KhuduKhel or Khudu Khel is a tehsil and Panjtar is its central town. Panjtar is located near district Swabi and also located in swat khwaza khela shalpin bawrai northwestern region of the country.Totalai has a police station named Saheed Noor Wali Khan Police Station (which is named after Noor Wali Khan, who was killed by Taliban in 2008), hospital (THQ), private hospital named (Gohar Hospital & Trust Totalai Khudukhel) the Founder of this hospital is Surgeon Dr Gohar Ali khan Yousafzai s/o Siraj Muhammad Nishtar Budlakhel established on 13 August 2021 and inaugurated
1 January 2017, degree college for men, degree college for girls and many primary, middle, high, and secondary schools for boys and girls, Office of the Magistrate.
Panjtar is an administrative unit of Tehsil Khudu Khel, known as Union council of Buner District in the Khyber Pakhtunkhwa province of Pakistan.

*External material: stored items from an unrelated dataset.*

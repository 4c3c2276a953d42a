//! Bridge error types.

use lintbridge_config::ConfigError;
use thiserror::Error;

use crate::EngineFault;

/// Errors surfaced by the bridge.
#[derive(Debug, Error)]
pub enum BridgeError {
    /// The rule configuration or grammar is incompatible with the loaded
    /// engine version.
    #[error("Rule configuration incompatible with the loaded engine version: {message}")]
    Parse {
        message: String,
        #[source]
        cause: Option<EngineFault>,
    },

    /// The engine failed while processing a file.
    #[error("Engine failed processing a file: {message}")]
    Tool {
        message: String,
        #[source]
        cause: Option<EngineFault>,
    },

    /// A defect in the adapter, such as a handle from one engine version
    /// passed to another.
    #[error("Adapter defect: {message}")]
    Internal {
        message: String,
        #[source]
        cause: Option<EngineFault>,
    },

    /// The rule configuration could not be loaded.
    #[error(transparent)]
    Configuration(#[from] ConfigError),
}

/// Classification of a [`BridgeError`].
#[derive(Debug, Clone, Copy, PartialEq, Eq, Hash)]
pub enum ErrorKind {
    Parse,
    Tool,
    Internal,
    Configuration,
}

impl BridgeError {
    /// Creates a parse error.
    pub fn parse(message: impl Into<String>) -> Self {
        Self::Parse {
            message: message.into(),
            cause: None,
        }
    }

    /// Creates a tool error.
    pub fn tool(message: impl Into<String>) -> Self {
        Self::Tool {
            message: message.into(),
            cause: None,
        }
    }

    /// Creates an internal error.
    pub fn internal(message: impl Into<String>) -> Self {
        Self::Internal {
            message: message.into(),
            cause: None,
        }
    }

    /// Attaches the originating engine fault.
    pub fn with_cause(mut self, fault: EngineFault) -> Self {
        match &mut self {
            Self::Parse { cause, .. } | Self::Tool { cause, .. } | Self::Internal { cause, .. } => {
                *cause = Some(fault);
            }
            Self::Configuration(_) => {}
        }
        self
    }

    /// Returns the kind of this error.
    pub fn kind(&self) -> ErrorKind {
        match self {
            Self::Parse { .. } => ErrorKind::Parse,
            Self::Tool { .. } => ErrorKind::Tool,
            Self::Internal { .. } => ErrorKind::Internal,
            Self::Configuration(_) => ErrorKind::Configuration,
        }
    }

    /// Returns the originating engine fault, if any.
    pub fn fault(&self) -> Option<&EngineFault> {
        match self {
            Self::Parse { cause, .. } | Self::Tool { cause, .. } | Self::Internal { cause, .. } => {
                cause.as_ref()
            }
            Self::Configuration(_) => None,
        }
    }
}
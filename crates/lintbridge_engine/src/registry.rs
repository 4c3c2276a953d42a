//! Explicit registry of loaded engine releases.

use std::collections::HashMap;
use std::sync::Arc;

use parking_lot::RwLock;
use tracing::{debug, info};

use crate::EngineAdapter;

/// Adapters keyed by engine version.
///
/// Nothing is unloaded implicitly. A disposed adapter stays alive for as
/// long as callers hold it.
#[derive(Debug, Default)]
pub struct EngineRegistry {
    adapters: RwLock<HashMap<String, Arc<EngineAdapter>>>,
}

impl EngineRegistry {
    pub fn new() -> Self {
        Self::default()
    }

    /// Registers `adapter` under its version, replacing any previous one.
    pub fn register(&self, adapter: EngineAdapter) -> Arc<EngineAdapter> {
        let version = adapter.version().to_string();
        let adapter = Arc::new(adapter);
        if self
            .adapters
            .write()
            .insert(version.clone(), adapter.clone())
            .is_some()
        {
            info!("Replaced engine {}", version);
        } else {
            info!("Registered engine {}", version);
        }
        adapter
    }

    pub fn get(&self, version: &str) -> Option<Arc<EngineAdapter>> {
        self.adapters.read().get(version).cloned()
    }

    /// Removes the adapter for `version`.
    pub fn dispose(&self, version: &str) -> Option<Arc<EngineAdapter>> {
        let removed = self.adapters.write().remove(version);
        if removed.is_some() {
            debug!("Disposed engine {}", version);
        }
        removed
    }

    /// Registered versions, sorted.
    pub fn versions(&self) -> Vec<String> {
        let mut versions: Vec<String> = self.adapters.read().keys().cloned().collect();
        versions.sort();
        versions
    }
}

#[cfg(test)]
mod tests {
    use super::*;
    use crate::test_utils::ScriptedRuntime;
    use pretty_assertions::assert_eq;

    fn adapter(version: &str) -> EngineAdapter {
        EngineAdapter::new(Arc::new(ScriptedRuntime::current(version))).unwrap()
    }

    #[test]
    fn test_register_and_get() {
        let registry = EngineRegistry::new();
        registry.register(adapter("10.3"));
        registry.register(adapter("8.0"));

        assert_eq!(registry.versions(), vec!["10.3", "8.0"]);
        assert_eq!(registry.get("8.0").map(|a| a.version().to_string()), Some("8.0".into()));
        assert!(registry.get("9.0").is_none());
    }

    #[test]
    fn test_register_replaces_same_version() {
        let registry = EngineRegistry::new();
        let first = registry.register(adapter("10.3"));
        let second = registry.register(adapter("10.3"));

        assert_eq!(registry.versions().len(), 1);
        let current = registry.get("10.3").unwrap();
        assert!(Arc::ptr_eq(&current, &second));
        assert!(!Arc::ptr_eq(&current, &first));
    }

    #[test]
    fn test_dispose_keeps_outstanding_references_usable() {
        let registry = EngineRegistry::new();
        let held = registry.register(adapter("10.3"));

        let removed = registry.dispose("10.3");
        assert!(removed.is_some());
        assert!(registry.get("10.3").is_none());
        assert!(registry.dispose("10.3").is_none());
        assert_eq!(held.version(), "10.3");
    }
}
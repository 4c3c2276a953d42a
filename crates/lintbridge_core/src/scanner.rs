//! One-stop scanning: cached checkers, acceptance checks and resolution.

use std::sync::Arc;
use std::time::Duration;

use lintbridge_config::Notifier;
use lintbridge_engine::{BridgeError, EngineAdapter, EngineHandle, ScanOptions, ScanResults};
use lintbridge_text::TextBuffer;
use tracing::{info, warn};

use crate::checks::checks_for;
use crate::{CheckerCache, CheckerFactory, CheckerRequest};

/// Scans buffers against rule configurations on one engine release.
///
/// # Example
///
/// ```rust,ignore
/// use lintbridge_core::{CheckerRequest, Scanner};
///
/// let scanner = Scanner::new(adapter);
/// let results = scanner.scan(&request, &[&buffer], false)?;
/// for (path, problems) in &results {
///     println!("{}: {} problems", path.display(), problems.len());
/// }
/// ```
pub struct Scanner {
    factory: CheckerFactory,
    cache: CheckerCache,
}

impl Scanner {
    pub fn new(adapter: Arc<EngineAdapter>) -> Self {
        Self {
            factory: CheckerFactory::new(adapter),
            cache: CheckerCache::new(),
        }
    }

    /// Sets how long a checker is reused after its last use.
    pub fn with_cache_ttl(mut self, ttl: Duration) -> Self {
        self.cache = CheckerCache::with_ttl(ttl);
        self
    }

    pub fn with_notifier(mut self, notifier: Arc<dyn Notifier>) -> Self {
        self.factory = self.factory.with_notifier(notifier);
        self
    }

    pub fn adapter(&self) -> &Arc<EngineAdapter> {
        self.factory.adapter()
    }

    pub fn cache(&self) -> &CheckerCache {
        &self.cache
    }

    /// Returns the cached checker for `request`, building it if needed.
    pub fn checker(&self, request: &CheckerRequest) -> Result<Arc<EngineHandle>, BridgeError> {
        self.cache.get(&request.key(), || self.factory.build(request))
    }

    /// Scans `buffers` with the checker for `request`.
    pub fn scan(
        &self,
        request: &CheckerRequest,
        buffers: &[&dyn TextBuffer],
        suppress_errors: bool,
    ) -> Result<ScanResults, BridgeError> {
        let handle = self.checker(request)?;
        let options = ScanOptions {
            suppress_errors,
            checks: checks_for(handle.config()),
        };
        self.adapter().scan(&handle, buffers, &options)
    }

    /// Drops every cached checker and destroys it.
    pub fn invalidate(&self) {
        let handles = self.cache.invalidate();
        info!("Discarding {} checkers", handles.len());
        for handle in handles {
            if let Err(e) = self.adapter().destroy(&handle) {
                warn!("Failed to destroy checker {}: {}", handle.id(), e);
            }
        }
    }
}

#[cfg(test)]
mod tests {
    use super::*;
    use lintbridge_config::{ConfigSource, ModuleContext};
    use lintbridge_engine::Diagnostic;
    use lintbridge_engine::api::{DESTROY, LOAD_CONFIGURATION};
    use lintbridge_engine::test_utils::ScriptedRuntime;
    use lintbridge_text::SourceText;
    use pretty_assertions::assert_eq;
    use std::fs;
    use std::path::Path;
    use tempfile::tempdir;

    const RULES: &str = r#"<module name="Checker">
        <module name="JavadocPackage"/>
        <module name="TreeWalker"/>
    </module>"#;

    fn scanner(runtime: &ScriptedRuntime) -> Scanner {
        Scanner::new(Arc::new(EngineAdapter::new(Arc::new(runtime.clone())).unwrap()))
    }

    fn request() -> CheckerRequest {
        CheckerRequest::new(ConfigSource::Text(RULES.into()), ModuleContext::new("/work"))
    }

    #[test]
    fn test_checker_is_reused_between_scans() {
        let runtime = ScriptedRuntime::current("10.3");
        let scanner = scanner(&runtime);
        let buffer = SourceText::new("/work/A.java", "class A {}\n");

        scanner.scan(&request(), &[&buffer], false).unwrap();
        scanner.scan(&request(), &[&buffer], false).unwrap();

        assert_eq!(runtime.instances_created(), 1);
        assert_eq!(runtime.calls_to(LOAD_CONFIGURATION).len(), 1);
    }

    #[test]
    fn test_documented_package_report_is_dropped() {
        let dir = tempdir().unwrap();
        fs::write(dir.path().join("package-info.java"), "package a;").unwrap();
        let file = dir.path().join("A.java");
        let name = file.to_string_lossy().into_owned();

        let runtime = ScriptedRuntime::current("10.3").with_diagnostics(vec![
            Diagnostic::new(&name, 0, 0, "Missing package-info.java file.")
                .with_source("com.puppycrawl.tools.checkstyle.checks.javadoc.JavadocPackageCheck"),
            Diagnostic::new(&name, 1, 0, "Missing a Javadoc comment.")
                .with_source("com.puppycrawl.tools.checkstyle.checks.javadoc.MissingJavadocTypeCheck"),
        ]);
        let scanner = scanner(&runtime);
        let buffer = SourceText::new(&file, "class A {}\n");

        let results = scanner.scan(&request(), &[&buffer], true).unwrap();

        let problems = &results[file.as_path()];
        assert_eq!(problems.len(), 1);
        assert_eq!(problems[0].message, "Missing a Javadoc comment.");
        assert!(problems[0].suppressed);
    }

    #[test]
    fn test_invalidate_destroys_cached_checkers() {
        let runtime = ScriptedRuntime::current("10.3");
        let scanner = scanner(&runtime);
        let handle = scanner.checker(&request()).unwrap();

        scanner.invalidate();

        assert!(handle.is_destroyed());
        assert!(scanner.cache().is_empty());
        assert_eq!(runtime.calls_to(DESTROY).len(), 1);

        let buffer = SourceText::new(Path::new("/work/A.java"), "");
        scanner.scan(&request(), &[&buffer], false).unwrap();
        assert_eq!(runtime.instances_created(), 2);
    }
}
//! Scan command implementation

use std::path::PathBuf;
use std::sync::Arc;

use lintbridge_core::Scanner;
use lintbridge_engine::{EngineAdapter, ExtismRuntime};
use lintbridge_text::{SourceText, TextBuffer};
use miette::{IntoDiagnostic, Result, miette};
use tracing::{debug, info};

use crate::cli::{Cli, ScanArgs};
use crate::commands::{checker_request, current_dir, load_settings};
use crate::output::output_results;

const UNVERSIONED: &str = "unversioned";

pub fn run_scan(cli: &Cli, args: &ScanArgs) -> Result<bool> {
    let project_dir = current_dir()?;
    let settings = load_settings(cli, &project_dir)?;

    let engine = match (&args.engine, &settings.engine) {
        (Some(path), _) => path.clone(),
        (None, Some(path)) => settings.resolve_path(path),
        (None, None) => {
            return Err(miette!(
                "No engine given; pass --engine or set \"engine\" in the settings"
            ));
        }
    };
    let version = args
        .engine_version
        .clone()
        .or_else(|| settings.engine_version.clone())
        .unwrap_or_else(|| UNVERSIONED.to_string());

    let mut request = checker_request(&args.rules, &settings, &project_dir, &args.class_path)?;
    if let Some(tab_width) = args.tab_width {
        request = request.with_default_tab_width(tab_width);
    }
    if let Some(dir) = &args.base_dir {
        request = request.with_default_base_dir(dir);
    }

    let buffers = read_buffers(&args.files, &project_dir)?;

    let runtime = ExtismRuntime::load_file(version, &engine).into_diagnostic()?;
    let adapter = EngineAdapter::new(Arc::new(runtime)).into_diagnostic()?;
    let scanner = Scanner::new(Arc::new(adapter)).with_cache_ttl(settings.cache_ttl());

    let buffer_refs: Vec<&dyn TextBuffer> = buffers.iter().map(|b| b as &dyn TextBuffer).collect();
    let suppress_errors = args.suppress_errors || settings.suppress_errors;
    let results = scanner
        .scan(&request, &buffer_refs, suppress_errors)
        .into_diagnostic()?;
    info!(
        "Scanned {} files with engine {}",
        buffers.len(),
        scanner.adapter().version()
    );

    scanner.invalidate();
    output_results(&results, buffers.len(), args.format)
}

fn read_buffers(files: &[PathBuf], project_dir: &std::path::Path) -> Result<Vec<SourceText>> {
    files
        .iter()
        .map(|file| {
            let path = if file.is_absolute() {
                file.clone()
            } else {
                project_dir.join(file)
            };
            debug!("Reading {}", path.display());
            SourceText::from_file(&path)
                .map_err(|e| miette!("Failed to read {}: {}", path.display(), e))
        })
        .collect()
}
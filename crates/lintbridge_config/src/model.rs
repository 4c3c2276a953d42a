//! Immutable rule configuration tree.
//!
//! A [`RuleConfig`] node is never changed in place. Every "mutation" builds a
//! new node that shares the untouched children with the original through
//! `Arc`, so rebuilding a node deep in the tree only copies the path to it.

use std::collections::BTreeMap;
use std::fmt::Write as _;
use std::sync::Arc;

use serde::{Deserialize, Serialize};

/// Name of the structural module that hosts per-file checks.
pub const TREE_WALKER: &str = "TreeWalker";

/// One `module` of a rule configuration.
#[derive(Debug, Clone, PartialEq, Eq, Hash, Serialize, Deserialize)]
pub struct RuleConfig {
    name: String,
    #[serde(default)]
    attributes: BTreeMap<String, String>,
    #[serde(default)]
    children: Vec<Arc<RuleConfig>>,
    #[serde(default)]
    messages: BTreeMap<String, String>,
}

impl RuleConfig {
    /// Creates a node without attributes, children or messages.
    pub fn new(name: impl Into<String>) -> Self {
        Self {
            name: name.into(),
            attributes: BTreeMap::new(),
            children: Vec::new(),
            messages: BTreeMap::new(),
        }
    }

    /// Starts building a node.
    pub fn builder(name: impl Into<String>) -> RuleConfigBuilder {
        RuleConfigBuilder {
            node: Self::new(name),
        }
    }

    /// Module name.
    pub fn name(&self) -> &str {
        &self.name
    }

    /// Returns the value of an attribute.
    pub fn attribute(&self, name: &str) -> Option<&str> {
        self.attributes.get(name).map(String::as_str)
    }

    /// All attributes, sorted by name.
    pub fn attributes(&self) -> &BTreeMap<String, String> {
        &self.attributes
    }

    /// Child modules in document order.
    pub fn children(&self) -> &[Arc<RuleConfig>] {
        &self.children
    }

    /// Custom messages keyed by message key.
    pub fn messages(&self) -> &BTreeMap<String, String> {
        &self.messages
    }

    /// First direct child with the given module name.
    pub fn child(&self, name: &str) -> Option<&RuleConfig> {
        self.children
            .iter()
            .map(Arc::as_ref)
            .find(|child| child.name == name)
    }

    /// First module with the given name anywhere in this subtree, in
    /// pre-order.
    pub fn find_module(&self, name: &str) -> Option<&RuleConfig> {
        if self.name == name {
            return Some(self);
        }
        self.children
            .iter()
            .find_map(|child| child.find_module(name))
    }

    /// Returns a copy with `name` set to `value`. Children and messages are
    /// shared with `self`.
    #[must_use]
    pub fn with_attribute(&self, name: impl Into<String>, value: impl Into<String>) -> Self {
        let name = name.into();
        let mut builder = Self::builder(self.name.clone());
        for child in &self.children {
            builder = builder.shared_child(Arc::clone(child));
        }
        for (key, message) in &self.messages {
            builder = builder.message(key.clone(), message.clone());
        }
        for (key, existing) in &self.attributes {
            if *key != name {
                builder = builder.attribute(key.clone(), existing.clone());
            }
        }
        builder.attribute(name, value).build()
    }

    /// Returns a copy without the given attribute.
    #[must_use]
    pub fn without_attribute(&self, name: &str) -> Self {
        let mut copy = self.clone();
        copy.attributes.remove(name);
        copy
    }

    /// Returns a copy whose child at `index` is `child`.
    ///
    /// An out-of-range index leaves the children unchanged.
    #[must_use]
    pub fn with_child_replaced(&self, index: usize, child: Arc<RuleConfig>) -> Self {
        let mut copy = self.clone();
        if let Some(slot) = copy.children.get_mut(index) {
            *slot = child;
        }
        copy
    }

    /// Returns a copy without the child at `index`.
    #[must_use]
    pub fn without_child(&self, index: usize) -> Self {
        let mut copy = self.clone();
        if index < copy.children.len() {
            copy.children.remove(index);
        }
        copy
    }

    /// Content hash of the whole subtree.
    pub fn fingerprint(&self) -> String {
        let mut hasher = blake3::Hasher::new();
        self.hash_into(&mut hasher);
        hasher.finalize().to_hex().to_string()
    }

    fn hash_into(&self, hasher: &mut blake3::Hasher) {
        hasher.update(b"module\0");
        hasher.update(self.name.as_bytes());
        for (key, value) in &self.attributes {
            hasher.update(b"\0a\0");
            hasher.update(key.as_bytes());
            hasher.update(b"\0");
            hasher.update(value.as_bytes());
        }
        for (key, value) in &self.messages {
            hasher.update(b"\0m\0");
            hasher.update(key.as_bytes());
            hasher.update(b"\0");
            hasher.update(value.as_bytes());
        }
        for child in &self.children {
            child.hash_into(hasher);
        }
        hasher.update(b"\0end\0");
    }

    /// Renders the tree in the engine's XML rule configuration format.
    pub fn to_xml(&self) -> String {
        let mut out = String::from(XML_PROLOGUE);
        self.write_xml(&mut out, 0);
        out
    }

    fn write_xml(&self, out: &mut String, depth: usize) {
        let indent = "    ".repeat(depth);
        let _ = writeln!(out, "{indent}<module name=\"{}\">", escape(&self.name));
        for (name, value) in &self.attributes {
            let _ = writeln!(
                out,
                "{indent}    <property name=\"{}\" value=\"{}\"/>",
                escape(name),
                escape(value)
            );
        }
        for (key, value) in &self.messages {
            let _ = writeln!(
                out,
                "{indent}    <message key=\"{}\" value=\"{}\"/>",
                escape(key),
                escape(value)
            );
        }
        for child in &self.children {
            child.write_xml(out, depth + 1);
        }
        let _ = writeln!(out, "{indent}</module>");
    }
}

const XML_PROLOGUE: &str = "<?xml version=\"1.0\"?>\n<!DOCTYPE module PUBLIC \"-//Checkstyle//DTD Checkstyle Configuration 1.3//EN\" \"https://checkstyle.org/dtds/configuration_1_3.dtd\">\n";

fn escape(value: &str) -> String {
    let mut escaped = String::with_capacity(value.len());
    for c in value.chars() {
        match c {
            '&' => escaped.push_str("&amp;"),
            '<' => escaped.push_str("&lt;"),
            '>' => escaped.push_str("&gt;"),
            '"' => escaped.push_str("&quot;"),
            '\'' => escaped.push_str("&apos;"),
            _ => escaped.push(c),
        }
    }
    escaped
}

/// Builder for [`RuleConfig`] nodes.
#[derive(Debug, Clone)]
pub struct RuleConfigBuilder {
    node: RuleConfig,
}

impl RuleConfigBuilder {
    /// Sets an attribute.
    pub fn attribute(mut self, name: impl Into<String>, value: impl Into<String>) -> Self {
        self.node.attributes.insert(name.into(), value.into());
        self
    }

    /// Adds a custom message.
    pub fn message(mut self, key: impl Into<String>, value: impl Into<String>) -> Self {
        self.node.messages.insert(key.into(), value.into());
        self
    }

    /// Appends a child module.
    pub fn child(self, child: RuleConfig) -> Self {
        self.shared_child(Arc::new(child))
    }

    /// Appends a child module that is already shared with another tree.
    pub fn shared_child(mut self, child: Arc<RuleConfig>) -> Self {
        self.node.children.push(child);
        self
    }

    /// Finishes the node.
    pub fn build(self) -> RuleConfig {
        self.node
    }
}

Panjtar is one of the most important towns of district Buner, gateway to Swat District and Buner previously known as princely state, the Yusafzai State of Swat via Swabi.

District Buner has 6 Tehsils; Daggar Chagharzai Chamla Khudu Khel Gagra and Gadezai. Each Tehsil is sub divided into Union councils. There are 5 union councils in KhuduKhel and 27 union councils in whole district Buner.

==History==
Khadukhel have a very rich history and culture, it is a major centre of Gandhara civilisation. The most famous archaeological site is the Ranigat of the Nogram village surrounded by mountains.

==Health==
Khudokhel tehsil has one civil hospital (Totalai), one basic heath unit (Bagh), and two dispensaries (Chinglai and ghazi kot).

==Colored Bazaars==
Tehsil Khadukhel has 3 (three) main bazaars on main Swabi Ambela road, namely Totalai, Ghorghustu and Chinglai.